=== Task requirements ===
Filter the listing so that only lines with the word "policies" remain.

(Extracted entries Opens)

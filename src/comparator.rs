//! Policy ranking.
//!
//! Picks exactly one winner per metric: the first policy, in lineup order
//! (FCFS, SJF, RR(q1), RR(q2), ...), whose average equals the minimum.
//! Averages of one simulation share the same job count, so equal totals
//! produce bit-identical averages and exact comparison is safe.

use serde::Serialize;

use crate::scheduler::{AlgorithmResult, Policy};

/// Policy ranking by average turnaround and by average waiting time.
#[derive(Debug, Clone, PartialEq, Serialize)]
pub struct Ranking {
    /// Lowest average turnaround. `None` only when there are no results.
    pub best_turnaround: Option<Policy>,
    /// Lowest average waiting. `None` only when there are no results.
    pub best_waiting: Option<Policy>,
    /// All policies, ascending average turnaround, lineup order on ties.
    pub by_turnaround: Vec<Policy>,
    /// All policies, ascending average waiting, lineup order on ties.
    pub by_waiting: Vec<Policy>,
}

impl Ranking {
    /// Ranks results given in lineup order.
    ///
    /// # Example
    /// ```
    /// use std::collections::VecDeque;
    /// use cpu_sched::comparator::Ranking;
    /// use cpu_sched::models::{Job, JobRecord};
    /// use cpu_sched::scheduler::{NonPreemptiveScheduler, Policy, SchedulingAlgorithm};
    ///
    /// let queue: VecDeque<Job> = [(1, 24), (2, 3), (3, 3)]
    ///     .iter()
    ///     .enumerate()
    ///     .map(|(seq, &(id, burst))| Job::from_record(&JobRecord::new(id, burst, 10), seq))
    ///     .collect();
    /// let results = vec![
    ///     NonPreemptiveScheduler::fcfs().run(queue.clone()),
    ///     NonPreemptiveScheduler::sjf().run(queue),
    /// ];
    ///
    /// let ranking = Ranking::from_results(&results);
    /// assert_eq!(ranking.best_turnaround, Some(Policy::Sjf));
    /// assert_eq!(ranking.best_waiting, Some(Policy::Sjf));
    /// ```
    pub fn from_results(results: &[AlgorithmResult]) -> Self {
        let by_turnaround = rank_by(results, |r| r.average_turnaround);
        let by_waiting = rank_by(results, |r| r.average_waiting);

        Self {
            best_turnaround: by_turnaround.first().copied(),
            best_waiting: by_waiting.first().copied(),
            by_turnaround,
            by_waiting,
        }
    }
}

fn rank_by(results: &[AlgorithmResult], metric: impl Fn(&AlgorithmResult) -> f64) -> Vec<Policy> {
    let mut order: Vec<&AlgorithmResult> = results.iter().collect();
    // Stable: ties keep lineup order
    order.sort_by(|a, b| metric(a).total_cmp(&metric(b)));
    order.into_iter().map(|r| r.policy).collect()
}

(Extracted entries Closes)

=== Response ===
    /// All policies, ascending average turnaround, lineup order on ties.
    /// All policies, ascending average waiting, lineup order on ties.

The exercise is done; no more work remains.